### [Work request]
Since the entries below must stay intact, return each one exactly.

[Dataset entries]
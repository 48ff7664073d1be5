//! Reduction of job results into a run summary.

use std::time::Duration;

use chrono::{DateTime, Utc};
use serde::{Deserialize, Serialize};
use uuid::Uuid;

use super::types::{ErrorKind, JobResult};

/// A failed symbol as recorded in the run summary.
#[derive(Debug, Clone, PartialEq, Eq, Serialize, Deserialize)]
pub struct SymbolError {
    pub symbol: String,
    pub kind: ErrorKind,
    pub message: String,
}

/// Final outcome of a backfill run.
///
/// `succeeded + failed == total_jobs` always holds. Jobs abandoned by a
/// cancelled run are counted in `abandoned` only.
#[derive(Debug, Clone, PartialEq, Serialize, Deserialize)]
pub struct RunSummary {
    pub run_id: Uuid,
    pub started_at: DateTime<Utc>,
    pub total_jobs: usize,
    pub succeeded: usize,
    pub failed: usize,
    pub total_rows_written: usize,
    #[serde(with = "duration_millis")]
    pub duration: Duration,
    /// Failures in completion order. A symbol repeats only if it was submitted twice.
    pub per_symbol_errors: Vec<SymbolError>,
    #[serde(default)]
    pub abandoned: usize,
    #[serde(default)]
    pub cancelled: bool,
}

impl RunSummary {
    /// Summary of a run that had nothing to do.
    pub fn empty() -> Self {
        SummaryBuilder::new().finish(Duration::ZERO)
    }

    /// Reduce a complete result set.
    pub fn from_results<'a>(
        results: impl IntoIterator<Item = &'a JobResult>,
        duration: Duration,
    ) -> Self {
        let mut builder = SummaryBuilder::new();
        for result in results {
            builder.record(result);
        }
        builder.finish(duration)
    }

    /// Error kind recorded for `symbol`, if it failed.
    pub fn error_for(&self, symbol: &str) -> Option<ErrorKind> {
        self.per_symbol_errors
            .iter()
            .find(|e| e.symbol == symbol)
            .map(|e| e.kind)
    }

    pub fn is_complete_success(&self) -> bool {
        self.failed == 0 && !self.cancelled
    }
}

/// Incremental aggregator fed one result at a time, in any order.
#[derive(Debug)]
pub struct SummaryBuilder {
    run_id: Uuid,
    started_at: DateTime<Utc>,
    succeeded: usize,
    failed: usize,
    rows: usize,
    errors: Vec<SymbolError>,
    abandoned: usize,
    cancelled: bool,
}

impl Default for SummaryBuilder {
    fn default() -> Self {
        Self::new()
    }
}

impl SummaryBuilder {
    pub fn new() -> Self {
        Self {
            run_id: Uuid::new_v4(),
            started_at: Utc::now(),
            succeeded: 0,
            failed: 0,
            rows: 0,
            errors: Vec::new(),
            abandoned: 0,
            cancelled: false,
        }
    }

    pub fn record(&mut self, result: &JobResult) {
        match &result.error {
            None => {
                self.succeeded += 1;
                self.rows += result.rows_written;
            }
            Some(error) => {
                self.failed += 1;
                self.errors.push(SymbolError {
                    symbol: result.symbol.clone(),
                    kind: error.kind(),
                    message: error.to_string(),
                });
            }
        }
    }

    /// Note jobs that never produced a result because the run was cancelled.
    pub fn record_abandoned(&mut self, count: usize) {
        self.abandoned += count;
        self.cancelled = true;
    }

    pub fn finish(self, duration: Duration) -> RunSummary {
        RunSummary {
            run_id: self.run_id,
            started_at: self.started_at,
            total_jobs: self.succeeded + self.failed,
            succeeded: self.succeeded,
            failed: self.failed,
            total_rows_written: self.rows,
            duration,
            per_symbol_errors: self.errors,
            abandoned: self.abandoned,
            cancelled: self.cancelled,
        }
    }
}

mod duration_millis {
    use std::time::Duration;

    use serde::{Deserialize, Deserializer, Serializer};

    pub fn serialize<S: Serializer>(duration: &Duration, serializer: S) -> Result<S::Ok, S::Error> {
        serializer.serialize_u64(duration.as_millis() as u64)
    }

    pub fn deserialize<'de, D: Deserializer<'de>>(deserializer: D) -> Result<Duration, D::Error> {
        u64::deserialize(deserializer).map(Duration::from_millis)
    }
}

### [Output of the exercise]
repository 48ff7664073d1be5
//! Reduction of job results into a run summary.

use std::time::Duration;

use chrono::{DateTime, Utc};
use serde::{Deserialize, Serialize};
use uuid::Uuid;

use super::types::{ErrorKind, JobResult};

/// A failed symbol as recorded in the run summary.
#[derive(Debug, Clone, PartialEq, Eq, Serialize, Deserialize)]
pub struct SymbolError {
    pub symbol: String,
    pub kind: ErrorKind,
    pub message: String,
}

/// Final outcome of a backfill run.
///
/// `succeeded + failed == total_jobs` always holds. Jobs abandoned by a
/// cancelled run are counted in `abandoned` only.
#[derive(Debug, Clone, PartialEq, Serialize, Deserialize)]
pub struct RunSummary {
    pub run_id: Uuid,
    pub started_at: DateTime<Utc>,
    pub total_jobs: usize,
    pub succeeded: usize,
    pub failed: usize,
    pub total_rows_written: usize,
    #[serde(with = "duration_millis")]
    pub duration: Duration,
    /// Failures in completion order. A symbol repeats only if it was submitted twice.
    pub per_symbol_errors: Vec<SymbolError>,
    #[serde(default)]
    pub abandoned: usize,
    #[serde(default)]
    pub cancelled: bool,
}

impl RunSummary {
    /// Summary of a run that had nothing to do.
    pub fn empty() -> Self {
        SummaryBuilder::new().finish(Duration::ZERO)
    }

    /// Reduce a complete result set.
    pub fn from_results<'a>(
        results: impl IntoIterator<Item = &'a JobResult>,
        duration: Duration,
    ) -> Self {
        let mut builder = SummaryBuilder::new();
        for result in results {
            builder.record(result);
        }
        builder.finish(duration)
    }

    /// Error kind recorded for `symbol`, if it failed.
    pub fn error_for(&self, symbol: &str) -> Option<ErrorKind> {
        self.per_symbol_errors
            .iter()
            .find(|e| e.symbol == symbol)
            .map(|e| e.kind)
    }

    pub fn is_complete_success(&self) -> bool {
        self.failed == 0 && !self.cancelled
    }
}

/// Incremental aggregator fed one result at a time, in any order.
#[derive(Debug)]
pub struct SummaryBuilder {
    run_id: Uuid,
    started_at: DateTime<Utc>,
    succeeded: usize,
    failed: usize,
    rows: usize,
    errors: Vec<SymbolError>,
    abandoned: usize,
    cancelled: bool,
}

impl Default for SummaryBuilder {
    fn default() -> Self {
        Self::new()
    }
}

impl SummaryBuilder {
    pub fn new() -> Self {
        Self {
            run_id: Uuid::new_v4(),
            started_at: Utc::now(),
            succeeded: 0,
            failed: 0,
            rows: 0,
            errors: Vec::new(),
            abandoned: 0,
            cancelled: false,
        }
    }

    pub fn record(&mut self, result: &JobResult) {
        match &result.error {
            None => {
                self.succeeded += 1;
                self.rows += result.rows_written;
            }
            Some(error) => {
                self.failed += 1;
                self.errors.push(SymbolError {
                    symbol: result.symbol.clone(),
                    kind: error.kind(),
                    message: error.to_string(),
                });
            }
        }
    }

    /// Note jobs that never produced a result because the run was cancelled.
    pub fn record_abandoned(&mut self, count: usize) {
        self.abandoned += count;
        self.cancelled = true;
    }

    pub fn finish(self, duration: Duration) -> RunSummary {
        RunSummary {
            run_id: self.run_id,
            started_at: self.started_at,
            total_jobs: self.succeeded + self.failed,
            succeeded: self.succeeded,
            failed: self.failed,
            total_rows_written: self.rows,
            duration,
            per_symbol_errors: self.errors,
            abandoned: self.abandoned,
            cancelled: self.cancelled,
        }
    }
}

mod duration_millis {
    use std::time::Duration;

    use serde::{Deserialize, Deserializer, Serializer};

    pub fn serialize<S: Serializer>(duration: &Duration, serializer: S) -> Result<S::Ok, S::Error> {
        serializer.serialize_u64(duration.as_millis() as u64)
    }

    pub fn deserialize<'de, D: Deserializer<'de>>(deserializer: D) -> Result<Duration, D::Error> {
        u64::deserialize(deserializer).map(Duration::from_millis)
    }
}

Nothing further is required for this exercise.